- Work order -
Select and copy out every line in the records containing "SubscriberDirectory".

- Data to examine -
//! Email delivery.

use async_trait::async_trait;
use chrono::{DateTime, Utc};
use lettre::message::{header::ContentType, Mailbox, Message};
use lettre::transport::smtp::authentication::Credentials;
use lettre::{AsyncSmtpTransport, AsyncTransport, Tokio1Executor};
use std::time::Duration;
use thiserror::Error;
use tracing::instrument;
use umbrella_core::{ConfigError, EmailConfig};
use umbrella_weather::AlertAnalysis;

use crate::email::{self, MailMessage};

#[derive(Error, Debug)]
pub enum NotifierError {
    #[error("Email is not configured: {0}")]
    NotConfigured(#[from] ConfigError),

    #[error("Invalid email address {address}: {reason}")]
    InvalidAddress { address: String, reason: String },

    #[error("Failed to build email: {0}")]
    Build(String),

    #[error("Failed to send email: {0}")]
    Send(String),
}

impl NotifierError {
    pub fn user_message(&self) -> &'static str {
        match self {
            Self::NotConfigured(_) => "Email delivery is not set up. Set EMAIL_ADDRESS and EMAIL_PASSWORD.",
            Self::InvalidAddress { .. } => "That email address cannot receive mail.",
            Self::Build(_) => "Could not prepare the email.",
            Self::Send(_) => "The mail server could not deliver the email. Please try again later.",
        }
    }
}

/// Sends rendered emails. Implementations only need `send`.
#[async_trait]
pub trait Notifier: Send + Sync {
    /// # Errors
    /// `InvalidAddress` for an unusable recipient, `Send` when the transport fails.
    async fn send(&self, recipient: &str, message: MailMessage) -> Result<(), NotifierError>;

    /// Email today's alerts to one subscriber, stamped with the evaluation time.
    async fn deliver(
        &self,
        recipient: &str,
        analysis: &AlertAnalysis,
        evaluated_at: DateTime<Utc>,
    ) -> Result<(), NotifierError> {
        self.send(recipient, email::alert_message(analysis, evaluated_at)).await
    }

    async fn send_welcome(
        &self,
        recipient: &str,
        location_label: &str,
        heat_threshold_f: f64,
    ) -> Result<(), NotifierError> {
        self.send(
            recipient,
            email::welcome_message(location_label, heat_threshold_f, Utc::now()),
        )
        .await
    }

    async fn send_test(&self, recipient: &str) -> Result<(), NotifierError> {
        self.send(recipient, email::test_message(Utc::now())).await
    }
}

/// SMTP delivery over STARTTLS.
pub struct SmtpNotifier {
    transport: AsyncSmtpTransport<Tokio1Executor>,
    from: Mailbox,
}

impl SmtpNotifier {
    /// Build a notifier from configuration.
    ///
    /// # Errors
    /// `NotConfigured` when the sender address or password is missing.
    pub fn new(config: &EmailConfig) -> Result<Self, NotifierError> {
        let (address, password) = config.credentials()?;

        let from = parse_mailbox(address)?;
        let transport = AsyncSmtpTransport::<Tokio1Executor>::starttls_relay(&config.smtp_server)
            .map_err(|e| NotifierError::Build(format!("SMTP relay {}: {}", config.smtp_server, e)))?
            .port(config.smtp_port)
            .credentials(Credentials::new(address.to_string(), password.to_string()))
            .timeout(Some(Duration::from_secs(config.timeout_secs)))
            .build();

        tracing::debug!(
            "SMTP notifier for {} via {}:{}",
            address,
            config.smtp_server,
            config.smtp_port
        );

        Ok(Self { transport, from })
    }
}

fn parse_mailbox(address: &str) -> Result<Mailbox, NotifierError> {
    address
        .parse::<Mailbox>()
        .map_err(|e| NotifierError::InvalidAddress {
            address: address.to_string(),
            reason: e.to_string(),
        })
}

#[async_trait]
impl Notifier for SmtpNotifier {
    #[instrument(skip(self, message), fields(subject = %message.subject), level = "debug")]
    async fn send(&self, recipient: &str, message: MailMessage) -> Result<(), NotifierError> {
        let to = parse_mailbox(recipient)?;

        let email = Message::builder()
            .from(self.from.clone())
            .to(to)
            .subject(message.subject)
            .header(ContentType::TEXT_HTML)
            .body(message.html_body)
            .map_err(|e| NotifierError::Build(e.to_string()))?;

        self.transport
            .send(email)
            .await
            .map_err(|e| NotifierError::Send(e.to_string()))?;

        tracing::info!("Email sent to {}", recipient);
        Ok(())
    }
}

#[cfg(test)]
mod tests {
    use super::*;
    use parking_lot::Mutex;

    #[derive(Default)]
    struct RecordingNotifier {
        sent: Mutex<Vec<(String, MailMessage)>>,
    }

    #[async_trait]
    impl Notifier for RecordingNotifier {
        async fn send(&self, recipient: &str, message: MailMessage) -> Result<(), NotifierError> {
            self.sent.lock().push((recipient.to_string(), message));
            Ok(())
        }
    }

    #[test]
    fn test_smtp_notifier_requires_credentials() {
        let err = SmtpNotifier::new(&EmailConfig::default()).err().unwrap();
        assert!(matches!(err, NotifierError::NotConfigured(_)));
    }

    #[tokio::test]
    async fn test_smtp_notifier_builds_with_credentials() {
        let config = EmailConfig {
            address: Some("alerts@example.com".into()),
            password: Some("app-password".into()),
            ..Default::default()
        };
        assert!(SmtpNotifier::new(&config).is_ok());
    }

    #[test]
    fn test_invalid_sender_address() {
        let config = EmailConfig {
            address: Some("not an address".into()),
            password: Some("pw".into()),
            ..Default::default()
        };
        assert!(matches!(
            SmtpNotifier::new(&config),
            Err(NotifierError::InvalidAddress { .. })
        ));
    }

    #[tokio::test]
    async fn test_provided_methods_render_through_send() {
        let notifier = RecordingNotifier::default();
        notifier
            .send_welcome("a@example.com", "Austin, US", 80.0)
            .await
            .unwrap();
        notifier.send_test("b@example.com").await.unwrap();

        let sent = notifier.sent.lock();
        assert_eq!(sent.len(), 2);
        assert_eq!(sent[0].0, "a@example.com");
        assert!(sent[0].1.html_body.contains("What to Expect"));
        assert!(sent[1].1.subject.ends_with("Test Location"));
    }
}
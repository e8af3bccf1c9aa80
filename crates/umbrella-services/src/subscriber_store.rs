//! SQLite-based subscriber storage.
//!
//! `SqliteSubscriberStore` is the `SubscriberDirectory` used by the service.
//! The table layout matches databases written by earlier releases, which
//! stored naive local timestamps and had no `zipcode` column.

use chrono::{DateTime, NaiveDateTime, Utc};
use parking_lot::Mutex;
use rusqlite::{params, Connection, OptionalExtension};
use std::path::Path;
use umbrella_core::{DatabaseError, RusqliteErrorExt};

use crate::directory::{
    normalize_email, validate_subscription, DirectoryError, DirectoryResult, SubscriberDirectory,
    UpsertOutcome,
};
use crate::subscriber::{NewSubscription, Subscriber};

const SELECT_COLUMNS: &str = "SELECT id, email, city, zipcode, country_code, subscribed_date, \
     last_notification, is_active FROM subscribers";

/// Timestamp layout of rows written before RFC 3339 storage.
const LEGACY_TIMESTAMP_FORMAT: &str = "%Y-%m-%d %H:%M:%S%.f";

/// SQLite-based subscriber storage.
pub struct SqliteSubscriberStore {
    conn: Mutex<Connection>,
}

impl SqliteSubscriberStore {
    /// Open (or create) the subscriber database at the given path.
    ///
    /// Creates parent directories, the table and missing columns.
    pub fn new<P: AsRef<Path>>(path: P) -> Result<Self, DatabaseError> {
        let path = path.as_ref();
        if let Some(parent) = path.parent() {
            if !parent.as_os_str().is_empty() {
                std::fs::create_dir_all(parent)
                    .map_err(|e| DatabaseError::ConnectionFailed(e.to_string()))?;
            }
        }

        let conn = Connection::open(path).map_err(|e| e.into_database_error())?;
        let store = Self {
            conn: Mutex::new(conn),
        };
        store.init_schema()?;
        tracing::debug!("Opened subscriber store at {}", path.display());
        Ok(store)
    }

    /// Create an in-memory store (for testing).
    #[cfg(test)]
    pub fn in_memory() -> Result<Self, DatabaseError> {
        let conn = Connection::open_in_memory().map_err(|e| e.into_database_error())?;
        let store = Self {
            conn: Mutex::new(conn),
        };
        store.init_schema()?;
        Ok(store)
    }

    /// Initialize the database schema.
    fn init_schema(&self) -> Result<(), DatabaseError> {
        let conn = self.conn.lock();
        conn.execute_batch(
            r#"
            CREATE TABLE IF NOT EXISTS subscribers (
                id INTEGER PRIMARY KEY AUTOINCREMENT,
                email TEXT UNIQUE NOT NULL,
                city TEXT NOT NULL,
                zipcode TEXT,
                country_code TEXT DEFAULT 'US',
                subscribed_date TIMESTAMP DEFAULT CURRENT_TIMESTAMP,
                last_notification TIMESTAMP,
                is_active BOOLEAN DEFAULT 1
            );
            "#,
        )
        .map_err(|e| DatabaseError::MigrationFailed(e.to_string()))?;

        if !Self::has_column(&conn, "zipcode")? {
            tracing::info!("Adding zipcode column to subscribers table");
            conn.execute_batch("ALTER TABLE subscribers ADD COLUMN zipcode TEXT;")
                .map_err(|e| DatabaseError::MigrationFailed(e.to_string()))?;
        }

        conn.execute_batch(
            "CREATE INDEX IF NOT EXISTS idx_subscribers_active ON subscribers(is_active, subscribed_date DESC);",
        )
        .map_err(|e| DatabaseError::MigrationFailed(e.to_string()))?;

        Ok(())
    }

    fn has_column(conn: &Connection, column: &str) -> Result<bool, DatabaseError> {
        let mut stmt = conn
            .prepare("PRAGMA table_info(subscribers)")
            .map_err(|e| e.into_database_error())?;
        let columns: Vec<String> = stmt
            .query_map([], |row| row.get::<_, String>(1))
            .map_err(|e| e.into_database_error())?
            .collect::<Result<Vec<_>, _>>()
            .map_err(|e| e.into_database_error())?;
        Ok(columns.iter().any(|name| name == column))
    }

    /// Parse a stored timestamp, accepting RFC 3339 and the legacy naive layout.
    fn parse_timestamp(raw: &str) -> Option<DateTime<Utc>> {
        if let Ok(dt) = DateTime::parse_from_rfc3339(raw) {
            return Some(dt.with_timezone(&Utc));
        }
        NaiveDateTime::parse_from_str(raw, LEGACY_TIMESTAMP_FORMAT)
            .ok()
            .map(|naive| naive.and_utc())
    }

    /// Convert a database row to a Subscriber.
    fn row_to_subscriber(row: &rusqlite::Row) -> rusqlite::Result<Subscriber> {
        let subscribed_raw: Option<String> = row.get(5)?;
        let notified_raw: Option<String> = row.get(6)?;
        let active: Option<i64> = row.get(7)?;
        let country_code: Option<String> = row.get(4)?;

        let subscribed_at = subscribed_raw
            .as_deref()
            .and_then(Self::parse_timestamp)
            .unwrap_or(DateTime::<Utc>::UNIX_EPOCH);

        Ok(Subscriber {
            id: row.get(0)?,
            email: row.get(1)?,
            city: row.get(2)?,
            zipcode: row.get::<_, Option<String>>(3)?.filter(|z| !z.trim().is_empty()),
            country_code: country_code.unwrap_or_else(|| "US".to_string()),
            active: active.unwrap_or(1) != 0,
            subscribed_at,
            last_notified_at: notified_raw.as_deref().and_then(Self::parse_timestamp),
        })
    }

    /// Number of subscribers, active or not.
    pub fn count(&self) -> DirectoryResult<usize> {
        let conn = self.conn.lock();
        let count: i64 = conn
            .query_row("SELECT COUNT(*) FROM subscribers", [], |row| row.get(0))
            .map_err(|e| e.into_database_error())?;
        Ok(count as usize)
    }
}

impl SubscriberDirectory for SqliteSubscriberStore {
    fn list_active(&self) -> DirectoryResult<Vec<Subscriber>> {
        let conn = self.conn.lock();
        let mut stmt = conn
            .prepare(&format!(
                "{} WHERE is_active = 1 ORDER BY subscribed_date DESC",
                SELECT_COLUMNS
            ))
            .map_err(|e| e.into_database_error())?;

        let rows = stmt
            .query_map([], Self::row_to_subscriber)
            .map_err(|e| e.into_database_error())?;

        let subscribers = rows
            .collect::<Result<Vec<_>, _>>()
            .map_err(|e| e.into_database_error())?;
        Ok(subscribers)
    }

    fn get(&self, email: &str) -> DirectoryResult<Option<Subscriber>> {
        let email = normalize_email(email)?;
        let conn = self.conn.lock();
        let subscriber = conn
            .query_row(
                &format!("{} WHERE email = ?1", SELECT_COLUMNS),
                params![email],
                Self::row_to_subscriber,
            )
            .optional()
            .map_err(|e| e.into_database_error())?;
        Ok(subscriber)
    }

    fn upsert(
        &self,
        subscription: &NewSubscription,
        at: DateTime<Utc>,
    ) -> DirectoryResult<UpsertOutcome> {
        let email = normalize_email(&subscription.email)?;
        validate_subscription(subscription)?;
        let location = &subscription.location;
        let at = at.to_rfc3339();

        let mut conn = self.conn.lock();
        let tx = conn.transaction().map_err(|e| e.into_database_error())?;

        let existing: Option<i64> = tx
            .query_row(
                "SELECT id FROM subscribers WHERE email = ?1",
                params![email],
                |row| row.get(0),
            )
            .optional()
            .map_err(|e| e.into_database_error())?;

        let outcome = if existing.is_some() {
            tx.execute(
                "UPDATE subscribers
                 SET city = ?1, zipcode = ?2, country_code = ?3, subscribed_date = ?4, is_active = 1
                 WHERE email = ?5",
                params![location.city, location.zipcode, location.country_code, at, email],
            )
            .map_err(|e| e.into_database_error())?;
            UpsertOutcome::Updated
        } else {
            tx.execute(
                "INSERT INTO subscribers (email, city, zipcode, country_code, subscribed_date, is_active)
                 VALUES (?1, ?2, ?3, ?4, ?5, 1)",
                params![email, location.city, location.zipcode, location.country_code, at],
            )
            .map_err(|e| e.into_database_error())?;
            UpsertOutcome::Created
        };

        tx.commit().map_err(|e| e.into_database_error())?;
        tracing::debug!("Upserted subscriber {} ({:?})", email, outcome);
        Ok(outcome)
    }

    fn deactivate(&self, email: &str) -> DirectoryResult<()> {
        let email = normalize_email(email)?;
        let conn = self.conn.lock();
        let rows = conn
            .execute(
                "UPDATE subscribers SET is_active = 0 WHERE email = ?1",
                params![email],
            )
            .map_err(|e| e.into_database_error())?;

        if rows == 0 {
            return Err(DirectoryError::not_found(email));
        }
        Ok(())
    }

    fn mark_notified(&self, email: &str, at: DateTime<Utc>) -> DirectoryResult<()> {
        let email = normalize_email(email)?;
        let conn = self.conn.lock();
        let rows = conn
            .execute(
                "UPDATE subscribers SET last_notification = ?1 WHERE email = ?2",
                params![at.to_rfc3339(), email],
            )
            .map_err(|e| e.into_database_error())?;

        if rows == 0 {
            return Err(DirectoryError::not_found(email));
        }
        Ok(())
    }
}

- Exercise solution -
//! `SqliteSubscriberStore` is the `SubscriberDirectory` used by the service.
    normalize_email, validate_subscription, DirectoryError, DirectoryResult, SubscriberDirectory,
impl SubscriberDirectory for SqliteSubscriberStore {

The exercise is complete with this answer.